Dayton Daily News

Ohio makes color change

Pink out, bluish green in on future driver’s licenses.

- By Phil Trexler The Akron Beacon Journal

Gov. John Kasich is closer to delivering on a pledge made four years ago to eliminate salmon from the cards of Ohio drivers.

In the Buckeye State, bluish green is in and salmon — which is just a fancy word for pink — is out when it comes to future state driver’s licenses and identifica­tion cards.

The Ohio Bureau of Motor Vehicles announced the change Monday, four years after Kasich playfully voiced his disdain for the shade of pink.

“It’s going,” the new governor said of the salmon, shortly after renewing his license and beginning his first term as governor in 2011.

Salmon came into vogue in 2009 during the term of former Gov. Ted Strickland. It wasn’t Strickland’s favorite color. Rather, it was a color choice designed to frustrate counterfei­ters.

The American Associatio­n of Motor Vehicle Administra­tors had recommende­d the salmon color because it is hard for forgers to reproduce.

Rob Nichols, Kasich’s spokesman, declined comment on the color change.
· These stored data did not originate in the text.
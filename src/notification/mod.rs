pub mod webhook;
use async_trait::async_trait;
use sqlx::PgPool;

use super::DeviceStore;
use crate::models::device::DeviceStatus;

#[derive(Clone)]
pub struct PgStore {
    pool: PgPool,
}

impl PgStore {
    pub async fn connect(database_url: &str) -> anyhow::Result<Self> {
        let pool = PgPool::connect(database_url).await?;
        Ok(Self { pool })
    }

    /// Run pending migrations from the migrations/ directory.
    pub async fn migrate(&self) -> anyhow::Result<()> {
        sqlx::migrate!("./migrations").run(&self.pool).await?;
        Ok(())
    }
}

#[async_trait]
impl DeviceStore for PgStore {
    async fn update_status(&self, device_id: &str, status: DeviceStatus) -> anyhow::Result<()> {
        // An UPDATE matching zero rows is the documented no-op for unknown
        // devices — no upsert.
        sqlx::query("UPDATE devices SET status = $2 WHERE device_id = $1")
            .bind(device_id)
            .bind(status.as_str())
            .execute(&self.pool)
            .await?;
        Ok(())
    }

    async fn delete(&self, device_id: &str) -> anyhow::Result<()> {
        sqlx::query("DELETE FROM devices WHERE device_id = $1")
            .bind(device_id)
            .execute(&self.pool)
            .await?;
        Ok(())
    }
}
The Republican governor wasn’t the only salmon hater in the state. Munroe Falls motorist Barry Gaidek lamented the soft hue to the Beacon Journal during an interview in 2009, four months after its debut. The soft color was a shock to Gaidek, a Dominion East Ohio engineerin­g technician, who learned of the new scheme while renewing his commercial driver’s license.

Back then, Gaidek had a humorous debate with a clerk at the Stow deputy registrar’s office. He called the color pink; she insisted it was salmon.

Nonetheles­s, pink is gone.

“Well, well, whatever will truckers do without a pink driver’s license?” Gaidek joked Monday.

There’s no need to rush out for the new color scheme. Those holding the salmon can do so until the expiration date. But if you can’t wait to shed the pink, you may visit your local BMV office and fork over $25.75 for a new driver’s license or $8.50 for the state ID.

“I’m going to wait it out,” said Gaidek, whose license doesn’t expire until 2017.

Anyone with questions regarding the new format should contact the Ohio BMV at 614-752-7500.